Return only the line that contains "let share = chara_period_years(rasi, inputs)" and each line after it, through the last line of the data below, copied exactly.
# # # # # # #
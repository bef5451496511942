//! Chara (Jaimini) dasha: sign-based, chart-dependent periods.
//!
//! A sign's period is the count of signs from it to its lord's sign,
//! minus one. Odd signs count forward, even signs count in reverse; a
//! lord in its own sign gives 12 years. The sequence starts from the
//! ascendant's sign, running forward for an odd ascendant and in
//! reverse for an even one, with the first period reduced by the
//! ascendant's progress through its sign.

use crate::error::KundaliError;
use crate::planet::{ALL_PLANETS, sign_lord_by_index};
use crate::rasi::rasi_of;
use crate::util::normalize_360;

use super::balance::sign_balance;
use super::engine::find_active;
use super::types::{
    DAYS_PER_YEAR, DashaLord, DashaPeriod, DashaSnapshot, DashaSystem, DashaTree,
};

/// Chart inputs for Chara dasha: ascendant longitude plus the 0-based
/// sign of every planet (ALL_PLANETS order).
#[derive(Debug, Clone, Copy)]
pub struct CharaInputs {
    pub lagna_sidereal_lon: f64,
    pub planet_rasis: [u8; 9],
}

impl CharaInputs {
    /// Build from sidereal longitudes (ALL_PLANETS order).
    pub fn from_longitudes(planet_lons: [f64; 9], lagna_sidereal_lon: f64) -> Self {
        let mut planet_rasis = [0u8; 9];
        for (slot, &lon) in planet_rasis.iter_mut().zip(planet_lons.iter()) {
            *slot = rasi_of(lon) - 1;
        }
        Self {
            lagna_sidereal_lon,
            planet_rasis,
        }
    }

    /// 0-based sign of the ascendant.
    pub fn lagna_rasi(&self) -> u8 {
        ((normalize_360(self.lagna_sidereal_lon) / 30.0).floor() as u8).min(11)
    }

    /// Sign occupied by the lord of a sign (0-based indices).
    fn lord_rasi(&self, rasi_index: u8) -> u8 {
        match sign_lord_by_index(rasi_index % 12) {
            Some(lord) => {
                let planet_pos = ALL_PLANETS.iter().position(|&p| p == lord).unwrap_or(0);
                self.planet_rasis[planet_pos]
            }
            None => rasi_index % 12,
        }
    }
}

/// 1-based sign (index is even) means odd sign in traditional counting.
const fn is_odd_sign(rasi_index: u8) -> bool {
    rasi_index % 2 == 0
}

/// Inclusive forward count of signs from `a` to `b` (0-based).
fn count_forward(a: u8, b: u8) -> u8 {
    (b + 12 - a) % 12 + 1
}

/// Inclusive reverse count of signs from `a` to `b` (0-based).
fn count_reverse(a: u8, b: u8) -> u8 {
    (a + 12 - b) % 12 + 1
}

/// Chara period in years for a sign (0-based index).
pub fn chara_period_years(rasi_index: u8, inputs: &CharaInputs) -> f64 {
    let r = rasi_index % 12;
    let lord_rasi = inputs.lord_rasi(r);
    let distance = if is_odd_sign(r) {
        count_forward(r, lord_rasi)
    } else {
        count_reverse(r, lord_rasi)
    };
    let period = distance - 1;
    if period == 0 { 12.0 } else { f64::from(period) }
}

/// Sum of all 12 sign periods for this chart.
pub fn chara_total_years(inputs: &CharaInputs) -> f64 {
    (0..12u8).map(|r| chara_period_years(r, inputs)).sum()
}

/// The 12 top-level Chara periods from birth.
pub fn chara_maha_periods(birth_jd: f64, inputs: &CharaInputs) -> Vec<DashaPeriod> {
    let start = inputs.lagna_rasi();
    let forward = is_odd_sign(start);

    let first_period_days = chara_period_years(start, inputs) * DAYS_PER_YEAR;
    let (balance_days, _) = sign_balance(inputs.lagna_sidereal_lon, first_period_days);

    let mut periods = Vec::with_capacity(12);
    let mut cursor = birth_jd;

    for i in 0..12u8 {
        let rasi = if forward {
            (start + i) % 12
        } else {
            (start + 12 - i) % 12
        };
        let duration = if i == 0 {
            balance_days
        } else {
            chara_period_years(rasi, inputs) * DAYS_PER_YEAR
        };
        let end = cursor + duration;
        periods.push(DashaPeriod {
            lord: DashaLord::Sign(rasi),
            start_jd: cursor,
            end_jd: end,
            level: super::types::DashaLevel::Maha,
            order: (i as u16) + 1,
            parent_idx: 0,
        });
        cursor = end;
    }

    periods
}

/// Children of a Chara period: the 12 signs cycling from the parent's
/// sign in the parent sign's direction, each scaled by its own share of
/// the chart's total.
pub fn chara_children_of(
    parent: &DashaPeriod,
    inputs: &CharaInputs,
    parent_idx: u32,
) -> Result<Vec<DashaPeriod>, KundaliError> {
    let child_level = parent
        .level
        .child_level()
        .ok_or(KundaliError::InvalidInput("prana periods have no children"))?;
    let DashaLord::Sign(parent_rasi) = parent.lord else {
        return Err(KundaliError::InvalidInput("chara periods are sign-ruled"));
    };

    let total_years = chara_total_years(inputs);
    let parent_duration = parent.duration_days();
    let forward = is_odd_sign(parent_rasi);

    let mut children = Vec::with_capacity(12);
    let mut cursor = parent.start_jd;

    for i in 0..12u8 {
        let rasi = if forward {
            (parent_rasi + i) % 12
        } else {
            (parent_rasi + 12 - i) % 12
        };
        let share = chara_period_years(rasi, inputs) / total_years;
        let end = cursor + share * parent_duration;
        children.push(DashaPeriod {
            lord: DashaLord::Sign(rasi),
            start_jd: cursor,
            end_jd: end,
            level: child_level,
            order: (i as u16) + 1,
            parent_idx,
        });
        cursor = end;
    }

    if let Some(last) = children.last_mut() {
        last.end_jd = parent.end_jd;
    }
    Ok(children)
}

/// Materialize the Chara forest down to `depth` levels (1..=5).
pub fn chara_tree(
    birth_jd: f64,
    inputs: &CharaInputs,
    depth: u8,
) -> Result<DashaTree, KundaliError> {
    if !(1..=5).contains(&depth) {
        return Err(KundaliError::InvalidInput("dasha depth must be 1..=5"));
    }

    let mut levels = Vec::with_capacity(depth as usize);
    levels.push(chara_maha_periods(birth_jd, inputs));

    for _ in 1..depth {
        let parents = levels.last().map(Vec::as_slice).unwrap_or(&[]);
        let mut next = Vec::with_capacity(parents.len() * 12);
        for (idx, parent) in parents.iter().enumerate() {
            next.extend(chara_children_of(parent, inputs, idx as u32)?);
        }
        levels.push(next);
    }

    Ok(DashaTree {
        system: DashaSystem::Chara,
        birth_jd,
        levels,
    })
}

/// Active Chara chain at `query_jd`, one entry per level down to `depth`.
pub fn chara_snapshot_at(
    birth_jd: f64,
    inputs: &CharaInputs,
    query_jd: f64,
    depth: u8,
) -> Result<DashaSnapshot, KundaliError> {
    if !(1..=5).contains(&depth) {
        return Err(KundaliError::InvalidInput("dasha depth must be 1..=5"));
    }

    let mahas = chara_maha_periods(birth_jd, inputs);
    let mut active = *find_active(&mahas, query_jd)
        .ok_or(KundaliError::InvalidInput("query date outside dasha coverage"))?;

    let mut chain = Vec::with_capacity(depth as usize);
    chain.push(active);

    for _ in 1..depth {
        let children = chara_children_of(&active, inputs, 0)?;
        active = *find_active(&children, query_jd)
            .ok_or(KundaliError::InvalidInput("active child period not found"))?;
        chain.push(active);
    }

    Ok(DashaSnapshot {
        system: DashaSystem::Chara,
        query_jd,
        periods: chain,
    })
}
# # # # # # #
EXERCISE RESULT:
        let share = chara_period_years(rasi, inputs) / total_years;
        let end = cursor + share * parent_duration;
        children.push(DashaPeriod {
            lord: DashaLord::Sign(rasi),
            start_jd: cursor,
            end_jd: end,
            level: child_level,
            order: (i as u16) + 1,
            parent_idx,
        });
        cursor = end;
    }

    if let Some(last) = children.last_mut() {
        last.end_jd = parent.end_jd;
    }
    Ok(children)
}

/// Materialize the Chara forest down to `depth` levels (1..=5).
pub fn chara_tree(
    birth_jd: f64,
    inputs: &CharaInputs,
    depth: u8,
) -> Result<DashaTree, KundaliError> {
    if !(1..=5).contains(&depth) {
        return Err(KundaliError::InvalidInput("dasha depth must be 1..=5"));
    }

    let mut levels = Vec::with_capacity(depth as usize);
    levels.push(chara_maha_periods(birth_jd, inputs));

    for _ in 1..depth {
        let parents = levels.last().map(Vec::as_slice).unwrap_or(&[]);
        let mut next = Vec::with_capacity(parents.len() * 12);
        for (idx, parent) in parents.iter().enumerate() {
            next.extend(chara_children_of(parent, inputs, idx as u32)?);
        }
        levels.push(next);
    }

    Ok(DashaTree {
        system: DashaSystem::Chara,
        birth_jd,
        levels,
    })
}

/// Active Chara chain at `query_jd`, one entry per level down to `depth`.
pub fn chara_snapshot_at(
    birth_jd: f64,
    inputs: &CharaInputs,
    query_jd: f64,
    depth: u8,
) -> Result<DashaSnapshot, KundaliError> {
    if !(1..=5).contains(&depth) {
        return Err(KundaliError::InvalidInput("dasha depth must be 1..=5"));
    }

    let mahas = chara_maha_periods(birth_jd, inputs);
    let mut active = *find_active(&mahas, query_jd)
        .ok_or(KundaliError::InvalidInput("query date outside dasha coverage"))?;

    let mut chain = Vec::with_capacity(depth as usize);
    chain.push(active);

    for _ in 1..depth {
        let children = chara_children_of(&active, inputs, 0)?;
        active = *find_active(&children, query_jd)
            .ok_or(KundaliError::InvalidInput("active child period not found"))?;
        chain.push(active);
    }

    Ok(DashaSnapshot {
        system: DashaSystem::Chara,
        query_jd,
        periods: chain,
    })
}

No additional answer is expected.